Please show all lines of the records that include "struct".

# PROVIDED RECORDS
==========
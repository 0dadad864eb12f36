//! # File-Backed Record Store
//!
//! Persists the whole registry state to a single JSON file, providing
//! durability without a database server. Suitable for district deployments
//! and development.
//!
//! Writes go through a temp file followed by an atomic rename, and a commit
//! is applied to a scratch copy of the state first, so a failed write
//! leaves both the file and the in-memory state untouched.

use std::collections::BTreeMap;
use std::path::{Path, PathBuf};

use serde::{Deserialize, Serialize};
use uuid::Uuid;

use crate::domain::audit::ActivityEntry;
use crate::domain::entities::RecordRow;
use crate::domain::errors::StoreError;
use crate::ports::outbound::{RecordStore, StoreOperation};

/// The persisted shape: records by kind, sequence counters, activity log.
#[derive(Debug, Clone, Default, Serialize, Deserialize)]
struct StoreState {
    records: BTreeMap<String, BTreeMap<Uuid, RecordRow>>,
    sequences: BTreeMap<String, u64>,
    activity: Vec<ActivityEntry>,
}

impl StoreState {
    fn apply(&mut self, operations: Vec<StoreOperation>) {
        for op in operations {
            match op {
                StoreOperation::PutRecord { kind, row } => {
                    self.records
                        .entry(kind)
                        .or_default()
                        .insert(row.columns.uuid, row);
                }
                StoreOperation::AppendActivity { entry } => {
                    self.activity.push(entry);
                }
            }
        }
    }
}

/// Durable record store backed by one JSON file.
pub struct FileBackedRecordStore {
    state: StoreState,
    path: PathBuf,
}

impl FileBackedRecordStore {
    /// Open (or create) a store at the given path.
    pub fn open<P: AsRef<Path>>(path: P) -> Result<Self, StoreError> {
        let path = path.as_ref().to_path_buf();

        let state = match std::fs::read(&path) {
            Ok(bytes) => {
                let state: StoreState =
                    serde_json::from_slice(&bytes).map_err(|e| StoreError::CorruptionError {
                        message: format!("{}: {}", path.display(), e),
                    })?;
                let total: usize = state.records.values().map(BTreeMap::len).sum();
                tracing::info!(
                    "[agp-records] loaded {} records across {} kinds from {}",
                    total,
                    state.records.len(),
                    path.display()
                );
                state
            }
            Err(e) if e.kind() == std::io::ErrorKind::NotFound => {
                tracing::info!(
                    "[agp-records] no store file at {}, starting empty",
                    path.display()
                );
                StoreState::default()
            }
            Err(e) => {
                return Err(StoreError::IOError {
                    message: e.to_string(),
                })
            }
        };

        Ok(Self { state, path })
    }

    fn save(&self, state: &StoreState) -> Result<(), StoreError> {
        if let Some(parent) = self.path.parent() {
            std::fs::create_dir_all(parent).map_err(|e| StoreError::IOError {
                message: e.to_string(),
            })?;
        }

        let bytes = serde_json::to_vec(state).map_err(|e| StoreError::IOError {
            message: e.to_string(),
        })?;

        // Write atomically via temp file
        let temp_path = self.path.with_extension("tmp");
        std::fs::write(&temp_path, &bytes).map_err(|e| StoreError::IOError {
            message: e.to_string(),
        })?;
        std::fs::rename(&temp_path, &self.path).map_err(|e| StoreError::IOError {
            message: e.to_string(),
        })?;

        Ok(())
    }
}

impl RecordStore for FileBackedRecordStore {
    fn fetch(&self, kind: &str, uuid: &Uuid) -> Result<Option<RecordRow>, StoreError> {
        Ok(self
            .state
            .records
            .get(kind)
            .and_then(|rows| rows.get(uuid))
            .cloned())
    }

    fn fetch_all(&self, kind: &str) -> Result<Vec<RecordRow>, StoreError> {
        Ok(self
            .state
            .records
            .get(kind)
            .map(|rows| rows.values().cloned().collect())
            .unwrap_or_default())
    }

    fn next_sequence(&mut self, kind: &str) -> Result<u64, StoreError> {
        let mut next = self.state.clone();
        let counter = next.sequences.entry(kind.to_string()).or_insert(0);
        *counter += 1;
        let value = *counter;
        self.save(&next)?;
        self.state = next;
        Ok(value)
    }

    fn commit(&mut self, operations: Vec<StoreOperation>) -> Result<(), StoreError> {
        let mut next = self.state.clone();
        next.apply(operations);
        self.save(&next)?;
        self.state = next;
        Ok(())
    }

    fn activity(&self, kind: &str) -> Result<Vec<ActivityEntry>, StoreError> {
        Ok(self
            .state
            .activity
            .iter()
            .filter(|e| e.entity_kind == kind)
            .cloned()
            .collect())
    }
}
==========
# SOLUTION TO THIS TASK
struct StoreState {
pub struct FileBackedRecordStore {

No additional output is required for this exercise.